**Required work**
Filter the data for lines with the word "PROJCS" and copy those lines.

**Records provided**

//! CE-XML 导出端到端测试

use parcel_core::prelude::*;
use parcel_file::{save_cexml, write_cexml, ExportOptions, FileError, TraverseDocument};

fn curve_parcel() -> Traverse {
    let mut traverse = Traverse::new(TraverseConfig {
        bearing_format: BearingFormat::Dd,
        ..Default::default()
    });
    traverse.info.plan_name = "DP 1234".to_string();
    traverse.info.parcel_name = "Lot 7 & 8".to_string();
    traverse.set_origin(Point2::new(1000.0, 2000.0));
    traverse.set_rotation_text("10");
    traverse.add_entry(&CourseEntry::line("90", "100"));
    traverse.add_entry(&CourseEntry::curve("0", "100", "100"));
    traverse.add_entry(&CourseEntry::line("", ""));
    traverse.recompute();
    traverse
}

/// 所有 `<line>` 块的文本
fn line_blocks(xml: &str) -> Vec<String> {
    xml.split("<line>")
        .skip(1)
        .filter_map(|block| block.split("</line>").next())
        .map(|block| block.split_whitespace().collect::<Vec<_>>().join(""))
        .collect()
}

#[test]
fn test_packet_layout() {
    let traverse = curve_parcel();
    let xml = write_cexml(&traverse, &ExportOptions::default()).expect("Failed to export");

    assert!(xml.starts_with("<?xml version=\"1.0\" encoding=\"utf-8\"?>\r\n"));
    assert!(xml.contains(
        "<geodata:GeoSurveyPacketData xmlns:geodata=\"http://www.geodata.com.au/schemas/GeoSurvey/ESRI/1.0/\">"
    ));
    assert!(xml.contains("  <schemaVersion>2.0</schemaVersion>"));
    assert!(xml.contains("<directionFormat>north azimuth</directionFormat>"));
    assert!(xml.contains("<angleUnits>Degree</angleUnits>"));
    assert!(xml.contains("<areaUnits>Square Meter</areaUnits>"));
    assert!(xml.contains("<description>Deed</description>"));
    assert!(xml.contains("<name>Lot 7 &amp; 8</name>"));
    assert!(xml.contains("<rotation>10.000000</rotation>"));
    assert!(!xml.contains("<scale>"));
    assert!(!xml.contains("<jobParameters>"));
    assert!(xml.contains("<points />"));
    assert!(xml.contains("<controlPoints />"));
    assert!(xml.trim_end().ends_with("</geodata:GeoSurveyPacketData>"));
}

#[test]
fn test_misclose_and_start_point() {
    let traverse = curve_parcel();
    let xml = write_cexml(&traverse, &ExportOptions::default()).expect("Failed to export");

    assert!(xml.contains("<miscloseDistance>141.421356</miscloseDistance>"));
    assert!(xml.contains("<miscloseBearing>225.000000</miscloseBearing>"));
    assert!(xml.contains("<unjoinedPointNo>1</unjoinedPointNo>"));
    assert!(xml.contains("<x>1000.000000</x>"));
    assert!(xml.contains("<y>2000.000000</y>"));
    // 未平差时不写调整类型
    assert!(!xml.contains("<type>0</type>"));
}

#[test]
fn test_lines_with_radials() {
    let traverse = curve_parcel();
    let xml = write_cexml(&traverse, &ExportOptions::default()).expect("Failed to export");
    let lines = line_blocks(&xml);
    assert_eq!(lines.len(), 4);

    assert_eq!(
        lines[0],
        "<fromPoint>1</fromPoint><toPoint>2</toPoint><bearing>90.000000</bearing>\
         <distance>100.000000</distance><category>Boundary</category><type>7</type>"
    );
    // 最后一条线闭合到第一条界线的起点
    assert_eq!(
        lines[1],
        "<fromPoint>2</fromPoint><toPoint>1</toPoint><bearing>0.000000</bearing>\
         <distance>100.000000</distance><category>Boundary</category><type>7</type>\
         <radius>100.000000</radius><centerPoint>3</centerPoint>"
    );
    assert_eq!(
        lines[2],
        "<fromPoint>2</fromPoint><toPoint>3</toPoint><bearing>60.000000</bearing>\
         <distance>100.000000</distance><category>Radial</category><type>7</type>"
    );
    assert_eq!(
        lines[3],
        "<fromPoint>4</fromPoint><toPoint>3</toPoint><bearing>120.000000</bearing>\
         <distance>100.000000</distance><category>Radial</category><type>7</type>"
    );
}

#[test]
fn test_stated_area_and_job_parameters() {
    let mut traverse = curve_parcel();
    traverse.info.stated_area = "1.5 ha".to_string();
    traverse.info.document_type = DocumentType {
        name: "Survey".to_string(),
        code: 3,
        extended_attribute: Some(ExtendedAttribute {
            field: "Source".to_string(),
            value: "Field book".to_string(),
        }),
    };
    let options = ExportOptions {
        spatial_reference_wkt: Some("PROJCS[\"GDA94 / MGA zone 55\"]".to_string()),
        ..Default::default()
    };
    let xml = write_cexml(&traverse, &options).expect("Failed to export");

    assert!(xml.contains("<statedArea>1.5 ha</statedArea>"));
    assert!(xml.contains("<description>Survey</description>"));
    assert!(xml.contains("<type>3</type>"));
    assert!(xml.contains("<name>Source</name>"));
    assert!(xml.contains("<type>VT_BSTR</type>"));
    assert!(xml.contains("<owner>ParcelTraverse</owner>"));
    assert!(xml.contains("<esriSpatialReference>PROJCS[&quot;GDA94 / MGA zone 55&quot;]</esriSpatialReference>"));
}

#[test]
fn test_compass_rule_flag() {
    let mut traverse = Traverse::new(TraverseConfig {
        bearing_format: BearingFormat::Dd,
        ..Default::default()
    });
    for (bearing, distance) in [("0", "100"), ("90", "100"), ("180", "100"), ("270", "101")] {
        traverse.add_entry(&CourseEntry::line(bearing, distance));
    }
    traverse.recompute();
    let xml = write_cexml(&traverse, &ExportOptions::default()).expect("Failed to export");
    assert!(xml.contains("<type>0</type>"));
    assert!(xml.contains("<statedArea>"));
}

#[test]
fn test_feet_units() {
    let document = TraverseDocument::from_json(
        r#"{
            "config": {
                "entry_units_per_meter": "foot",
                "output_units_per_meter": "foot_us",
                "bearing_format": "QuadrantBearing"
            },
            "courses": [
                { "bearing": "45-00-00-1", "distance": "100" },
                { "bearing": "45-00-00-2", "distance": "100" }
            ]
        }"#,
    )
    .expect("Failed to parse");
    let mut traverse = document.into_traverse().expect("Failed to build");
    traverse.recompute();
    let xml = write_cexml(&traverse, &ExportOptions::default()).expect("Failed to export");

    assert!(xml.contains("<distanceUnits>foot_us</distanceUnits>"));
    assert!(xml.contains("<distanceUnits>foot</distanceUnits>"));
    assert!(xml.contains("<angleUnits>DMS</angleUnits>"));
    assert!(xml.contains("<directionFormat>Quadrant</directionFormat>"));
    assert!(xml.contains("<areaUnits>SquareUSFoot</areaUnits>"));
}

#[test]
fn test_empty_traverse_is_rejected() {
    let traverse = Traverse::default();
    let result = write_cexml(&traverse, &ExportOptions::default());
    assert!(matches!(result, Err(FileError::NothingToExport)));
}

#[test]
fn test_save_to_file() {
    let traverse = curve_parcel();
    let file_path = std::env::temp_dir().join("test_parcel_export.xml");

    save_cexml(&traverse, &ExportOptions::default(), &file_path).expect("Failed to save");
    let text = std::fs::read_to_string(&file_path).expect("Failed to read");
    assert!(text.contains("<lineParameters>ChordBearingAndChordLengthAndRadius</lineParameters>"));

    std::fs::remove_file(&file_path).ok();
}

**Response to this exercise**
        spatial_reference_wkt: Some("PROJCS[\"GDA94 / MGA zone 55\"]".to_string()),
    assert!(xml.contains("<esriSpatialReference>PROJCS[&quot;GDA94 / MGA zone 55&quot;]</esriSpatialReference>"));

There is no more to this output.